### THE PROBLEM
Find all lines in the listing that include the word "code", then copy them.

────────────────────

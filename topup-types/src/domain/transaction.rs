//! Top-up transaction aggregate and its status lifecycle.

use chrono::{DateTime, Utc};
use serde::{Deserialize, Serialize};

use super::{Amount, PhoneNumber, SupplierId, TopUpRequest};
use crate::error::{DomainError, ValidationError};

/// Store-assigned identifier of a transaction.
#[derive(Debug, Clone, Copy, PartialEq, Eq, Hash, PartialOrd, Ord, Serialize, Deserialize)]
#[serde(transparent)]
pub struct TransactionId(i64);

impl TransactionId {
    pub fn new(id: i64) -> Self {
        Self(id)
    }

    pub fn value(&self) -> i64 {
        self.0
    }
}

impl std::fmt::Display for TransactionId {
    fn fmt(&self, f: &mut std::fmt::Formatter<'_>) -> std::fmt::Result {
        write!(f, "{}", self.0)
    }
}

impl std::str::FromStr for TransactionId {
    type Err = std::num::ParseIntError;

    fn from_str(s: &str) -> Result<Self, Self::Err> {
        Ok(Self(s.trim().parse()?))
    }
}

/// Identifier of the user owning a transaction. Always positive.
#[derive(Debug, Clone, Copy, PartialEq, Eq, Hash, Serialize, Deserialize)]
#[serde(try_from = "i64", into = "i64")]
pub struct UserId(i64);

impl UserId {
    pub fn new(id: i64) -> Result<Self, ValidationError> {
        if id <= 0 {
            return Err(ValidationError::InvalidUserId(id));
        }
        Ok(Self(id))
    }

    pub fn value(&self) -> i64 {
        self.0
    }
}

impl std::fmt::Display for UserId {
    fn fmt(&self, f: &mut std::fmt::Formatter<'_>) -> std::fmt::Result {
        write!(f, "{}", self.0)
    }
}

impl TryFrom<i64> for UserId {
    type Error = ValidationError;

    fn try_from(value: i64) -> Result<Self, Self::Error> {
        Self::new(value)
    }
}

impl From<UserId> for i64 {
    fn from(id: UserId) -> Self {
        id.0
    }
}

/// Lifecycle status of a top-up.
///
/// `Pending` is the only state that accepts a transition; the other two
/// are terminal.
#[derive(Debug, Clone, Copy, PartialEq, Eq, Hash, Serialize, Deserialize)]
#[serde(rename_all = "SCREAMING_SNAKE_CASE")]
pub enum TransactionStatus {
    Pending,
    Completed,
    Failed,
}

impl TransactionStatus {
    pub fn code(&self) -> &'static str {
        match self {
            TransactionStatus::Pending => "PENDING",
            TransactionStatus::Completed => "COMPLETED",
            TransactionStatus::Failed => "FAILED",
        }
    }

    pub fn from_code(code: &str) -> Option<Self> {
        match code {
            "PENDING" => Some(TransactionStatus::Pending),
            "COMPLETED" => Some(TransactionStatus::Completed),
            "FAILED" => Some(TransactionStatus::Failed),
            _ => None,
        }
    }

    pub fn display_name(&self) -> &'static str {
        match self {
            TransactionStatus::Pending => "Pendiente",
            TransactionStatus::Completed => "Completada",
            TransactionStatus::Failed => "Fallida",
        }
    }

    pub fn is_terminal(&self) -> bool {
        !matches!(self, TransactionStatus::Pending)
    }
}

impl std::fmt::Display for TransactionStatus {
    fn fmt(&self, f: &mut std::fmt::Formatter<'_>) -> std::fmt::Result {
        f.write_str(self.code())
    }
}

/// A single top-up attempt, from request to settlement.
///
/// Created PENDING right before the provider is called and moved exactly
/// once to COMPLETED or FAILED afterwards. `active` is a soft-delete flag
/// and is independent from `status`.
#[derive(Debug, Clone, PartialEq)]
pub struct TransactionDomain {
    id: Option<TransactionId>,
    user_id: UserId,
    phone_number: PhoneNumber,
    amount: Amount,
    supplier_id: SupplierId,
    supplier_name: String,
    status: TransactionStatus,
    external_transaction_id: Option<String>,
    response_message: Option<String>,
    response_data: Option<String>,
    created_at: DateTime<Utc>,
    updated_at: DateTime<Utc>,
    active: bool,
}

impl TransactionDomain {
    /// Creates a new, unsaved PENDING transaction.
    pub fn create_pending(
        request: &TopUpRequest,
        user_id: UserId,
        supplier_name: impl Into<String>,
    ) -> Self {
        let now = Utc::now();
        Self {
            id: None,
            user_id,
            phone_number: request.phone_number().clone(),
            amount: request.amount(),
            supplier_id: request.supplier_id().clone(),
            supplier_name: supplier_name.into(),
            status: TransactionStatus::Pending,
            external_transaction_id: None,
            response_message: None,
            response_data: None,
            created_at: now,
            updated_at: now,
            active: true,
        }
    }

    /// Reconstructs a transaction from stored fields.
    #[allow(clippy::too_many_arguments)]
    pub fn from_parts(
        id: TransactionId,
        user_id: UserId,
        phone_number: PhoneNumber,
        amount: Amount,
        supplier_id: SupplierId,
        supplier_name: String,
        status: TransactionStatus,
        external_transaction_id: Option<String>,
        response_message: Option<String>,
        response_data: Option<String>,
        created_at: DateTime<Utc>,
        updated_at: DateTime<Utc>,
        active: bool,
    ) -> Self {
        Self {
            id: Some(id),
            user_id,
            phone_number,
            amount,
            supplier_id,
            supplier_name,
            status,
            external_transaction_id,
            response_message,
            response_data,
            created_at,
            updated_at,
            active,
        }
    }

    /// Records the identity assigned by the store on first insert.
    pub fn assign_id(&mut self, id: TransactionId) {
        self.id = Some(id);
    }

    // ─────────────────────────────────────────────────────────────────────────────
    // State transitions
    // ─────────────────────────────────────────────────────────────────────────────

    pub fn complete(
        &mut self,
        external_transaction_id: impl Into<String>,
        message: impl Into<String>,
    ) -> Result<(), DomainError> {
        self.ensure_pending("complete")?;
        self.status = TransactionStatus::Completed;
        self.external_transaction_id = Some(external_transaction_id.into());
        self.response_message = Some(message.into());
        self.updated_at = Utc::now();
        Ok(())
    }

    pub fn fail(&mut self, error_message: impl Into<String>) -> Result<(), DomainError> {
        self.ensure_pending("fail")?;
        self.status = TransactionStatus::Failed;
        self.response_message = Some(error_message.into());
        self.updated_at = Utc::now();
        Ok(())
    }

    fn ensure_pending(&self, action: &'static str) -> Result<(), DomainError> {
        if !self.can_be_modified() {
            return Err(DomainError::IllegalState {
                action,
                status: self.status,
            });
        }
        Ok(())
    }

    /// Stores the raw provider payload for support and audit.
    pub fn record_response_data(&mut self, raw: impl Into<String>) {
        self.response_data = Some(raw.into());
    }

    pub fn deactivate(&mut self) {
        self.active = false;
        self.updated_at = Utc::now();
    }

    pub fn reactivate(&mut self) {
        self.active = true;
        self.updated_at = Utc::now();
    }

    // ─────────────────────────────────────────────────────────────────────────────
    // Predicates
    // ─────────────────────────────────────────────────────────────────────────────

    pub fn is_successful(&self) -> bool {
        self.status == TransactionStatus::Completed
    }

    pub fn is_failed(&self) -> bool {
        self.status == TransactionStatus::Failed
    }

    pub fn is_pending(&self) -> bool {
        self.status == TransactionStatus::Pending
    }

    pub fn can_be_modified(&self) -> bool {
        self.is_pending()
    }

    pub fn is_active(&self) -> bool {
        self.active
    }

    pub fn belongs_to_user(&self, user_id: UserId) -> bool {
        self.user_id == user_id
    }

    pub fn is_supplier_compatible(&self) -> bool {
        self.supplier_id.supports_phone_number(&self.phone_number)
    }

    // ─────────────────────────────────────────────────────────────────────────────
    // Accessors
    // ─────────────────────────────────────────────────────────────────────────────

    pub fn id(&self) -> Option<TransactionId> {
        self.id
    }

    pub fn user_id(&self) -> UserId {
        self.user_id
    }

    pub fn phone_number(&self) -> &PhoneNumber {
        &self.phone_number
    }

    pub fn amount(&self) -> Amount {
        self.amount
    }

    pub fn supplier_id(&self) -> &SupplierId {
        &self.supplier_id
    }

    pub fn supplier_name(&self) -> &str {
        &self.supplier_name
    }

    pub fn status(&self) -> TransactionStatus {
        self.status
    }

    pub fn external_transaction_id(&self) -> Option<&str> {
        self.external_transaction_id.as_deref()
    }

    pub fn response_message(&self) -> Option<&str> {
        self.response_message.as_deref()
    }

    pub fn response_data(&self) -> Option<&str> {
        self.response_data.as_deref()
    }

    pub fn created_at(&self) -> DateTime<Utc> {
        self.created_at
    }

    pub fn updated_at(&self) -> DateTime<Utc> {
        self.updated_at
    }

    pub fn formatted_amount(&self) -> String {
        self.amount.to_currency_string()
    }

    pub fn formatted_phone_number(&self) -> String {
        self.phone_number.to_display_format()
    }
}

────────────────────

### EXERCISE RESULT
    pub fn code(&self) -> &'static str {
    pub fn from_code(code: &str) -> Option<Self> {
        match code {
        f.write_str(self.code())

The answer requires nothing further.